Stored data

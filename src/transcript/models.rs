use serde::{Deserialize, Serialize};
use serde_json::Value;
use time::OffsetDateTime;
use uuid::Uuid;

use crate::core::history::{ConversationItem, ItemKind, ItemRole};

#[derive(Debug, Clone, Copy, PartialEq, Eq, Hash, Serialize, Deserialize)]
#[serde(rename_all = "snake_case")]
pub enum EntryType {
    User,
    Assistant,
    ToolCall,
    ToolResult,
    System,
}

#[derive(Debug, Clone, Copy, PartialEq, Eq, Hash, Default, Serialize, Deserialize)]
#[serde(rename_all = "snake_case")]
pub enum SessionStatus {
    #[default]
    Active,
    Completed,
    Disconnected,
    Error,
}

impl SessionStatus {
    pub fn as_str(&self) -> &'static str {
        match self {
            SessionStatus::Active => "active",
            SessionStatus::Completed => "completed",
            SessionStatus::Disconnected => "disconnected",
            SessionStatus::Error => "error",
        }
    }
}

impl std::str::FromStr for SessionStatus {
    type Err = String;

    fn from_str(s: &str) -> Result<Self, Self::Err> {
        match s {
            "active" => Ok(SessionStatus::Active),
            "completed" => Ok(SessionStatus::Completed),
            "disconnected" => Ok(SessionStatus::Disconnected),
            "error" => Ok(SessionStatus::Error),
            other => Err(format!("unknown session status '{other}'")),
        }
    }
}

/// Why a session ended.
#[derive(Debug, Clone, Copy, PartialEq, Eq, Hash, Serialize, Deserialize)]
#[serde(rename_all = "snake_case")]
pub enum EndReason {
    /// The user hung up.
    UserEnded,
    /// No activity for too long.
    IdleTimeout,
    /// The provider's maximum session length was reached.
    SessionLimit,
    /// The client or provider connection dropped.
    NetworkError,
    Error,
}

impl EndReason {
    pub fn as_str(&self) -> &'static str {
        match self {
            EndReason::UserEnded => "user_ended",
            EndReason::IdleTimeout => "idle_timeout",
            EndReason::SessionLimit => "session_limit",
            EndReason::NetworkError => "network_error",
            EndReason::Error => "error",
        }
    }
}

/// Metadata of one recorded voice session (`session.json`).
#[derive(Debug, Clone, PartialEq, Serialize, Deserialize)]
pub struct VoiceSessionRecord {
    pub id: String,
    #[serde(with = "time::serde::rfc3339")]
    pub created_at: OffsetDateTime,
    #[serde(with = "time::serde::rfc3339")]
    pub updated_at: OffsetDateTime,
    pub title: Option<String>,
    pub status: SessionStatus,
    pub message_count: u64,
    pub tool_call_count: u64,
    /// Preview of the first user message.
    pub first_message: Option<String>,
    pub last_message: Option<String>,
    #[serde(default, with = "time::serde::rfc3339::option")]
    pub ended_at: Option<OffsetDateTime>,
    pub end_reason: Option<EndReason>,
    pub duration_seconds: Option<i64>,
    pub error_details: Option<String>,
}

impl VoiceSessionRecord {
    pub fn new(id: impl Into<String>) -> Self {
        let now = OffsetDateTime::now_utc();
        Self {
            id: id.into(),
            created_at: now,
            updated_at: now,
            title: None,
            status: SessionStatus::Active,
            message_count: 0,
            tool_call_count: 0,
            first_message: None,
            last_message: None,
            ended_at: None,
            end_reason: None,
            duration_seconds: None,
            error_details: None,
        }
    }
}

/// Row of `sessions.json`.
#[derive(Debug, Clone, PartialEq, Serialize, Deserialize)]
pub(crate) struct IndexEntry {
    pub id: String,
    #[serde(with = "time::serde::rfc3339")]
    pub created_at: OffsetDateTime,
    pub title: Option<String>,
    pub status: SessionStatus,
}

#[derive(Debug, Clone, Default, Serialize, Deserialize)]
pub(crate) struct SessionIndex {
    pub sessions: Vec<IndexEntry>,
}

/// One line of `transcript.jsonl`.
#[derive(Debug, Clone, PartialEq, Serialize, Deserialize)]
pub struct TranscriptEntry {
    pub id: String,
    pub session_id: String,
    pub entry_type: EntryType,
    #[serde(with = "time::serde::rfc3339")]
    pub timestamp: OffsetDateTime,
    #[serde(default, skip_serializing_if = "Option::is_none")]
    pub text: Option<String>,
    #[serde(default, skip_serializing_if = "Option::is_none")]
    pub tool_name: Option<String>,
    #[serde(default, skip_serializing_if = "Option::is_none")]
    pub tool_call_id: Option<String>,
    #[serde(default, skip_serializing_if = "Option::is_none")]
    pub tool_arguments: Option<Value>,
    #[serde(default, skip_serializing_if = "Option::is_none")]
    pub tool_result: Option<Value>,
    #[serde(default, skip_serializing_if = "Option::is_none")]
    pub audio_duration_ms: Option<u64>,
    /// Where playback was cut off if the item was interrupted.
    #[serde(default, skip_serializing_if = "Option::is_none")]
    pub truncated_at_ms: Option<u64>,
}

impl TranscriptEntry {
    pub fn new(session_id: impl Into<String>, entry_type: EntryType) -> Self {
        Self {
            id: Uuid::new_v4().to_string(),
            session_id: session_id.into(),
            entry_type,
            timestamp: OffsetDateTime::now_utc(),
            text: None,
            tool_name: None,
            tool_call_id: None,
            tool_arguments: None,
            tool_result: None,
            audio_duration_ms: None,
            truncated_at_ms: None,
        }
    }

    pub fn with_text(mut self, text: impl Into<String>) -> Self {
        self.text = Some(text.into());
        self
    }

    /// Entry for a finalized history item.
    pub fn from_item(session_id: &str, item: &ConversationItem) -> Self {
        let mut entry = match &item.kind {
            ItemKind::Message => {
                let entry_type = match item.role {
                    ItemRole::User => EntryType::User,
                    ItemRole::Assistant => EntryType::Assistant,
                    ItemRole::Tool => EntryType::System,
                };
                let mut entry = Self::new(session_id, entry_type);
                entry.text = item.content.display_text().map(str::to_string);
                entry
            }
            ItemKind::FunctionCall {
                call_id,
                name,
                arguments,
            } => {
                let mut entry = Self::new(session_id, EntryType::ToolCall);
                entry.tool_name = Some(name.clone());
                entry.tool_call_id = Some(call_id.clone());
                entry.tool_arguments = Some(parse_or_string(arguments));
                entry
            }
            ItemKind::FunctionCallOutput { call_id, output } => {
                let mut entry = Self::new(session_id, EntryType::ToolResult);
                entry.tool_call_id = Some(call_id.clone());
                entry.tool_result = Some(parse_or_string(output));
                entry
            }
        };
        entry.timestamp = item.created_at;
        let audio_ms = item.audio_duration_ms();
        if audio_ms > 0 {
            entry.audio_duration_ms = Some(audio_ms);
        }
        entry.truncated_at_ms = item.audio_end_ms;
        entry
    }
}

fn parse_or_string(raw: &str) -> Value {
    serde_json::from_str(raw).unwrap_or_else(|_| Value::String(raw.to_string()))
}

/// Aggregate view over recent sessions.
#[derive(Debug, Clone, Default, PartialEq, Serialize)]
pub struct SessionStats {
    pub total_sessions: usize,
    pub by_status: std::collections::BTreeMap<String, usize>,
    pub by_end_reason: std::collections::BTreeMap<String, usize>,
    pub avg_duration_seconds: i64,
    pub avg_messages: u64,
    pub avg_tool_calls: u64,
}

### EXERCISE DETAILS
Your output should consist only of the lines from the one containing "entry.tool_result = Some(parse_or_string(output));" to the end of the records above, each retyped exactly.

### OUTPUT OF THE EXERCISE
                entry.tool_result = Some(parse_or_string(output));
                entry
            }
        };
        entry.timestamp = item.created_at;
        let audio_ms = item.audio_duration_ms();
        if audio_ms > 0 {
            entry.audio_duration_ms = Some(audio_ms);
        }
        entry.truncated_at_ms = item.audio_end_ms;
        entry
    }
}

fn parse_or_string(raw: &str) -> Value {
    serde_json::from_str(raw).unwrap_or_else(|_| Value::String(raw.to_string()))
}

/// Aggregate view over recent sessions.
#[derive(Debug, Clone, Default, PartialEq, Serialize)]
pub struct SessionStats {
    pub total_sessions: usize,
    pub by_status: std::collections::BTreeMap<String, usize>,
    pub by_end_reason: std::collections::BTreeMap<String, usize>,
    pub avg_duration_seconds: i64,
    pub avg_messages: u64,
    pub avg_tool_calls: u64,
}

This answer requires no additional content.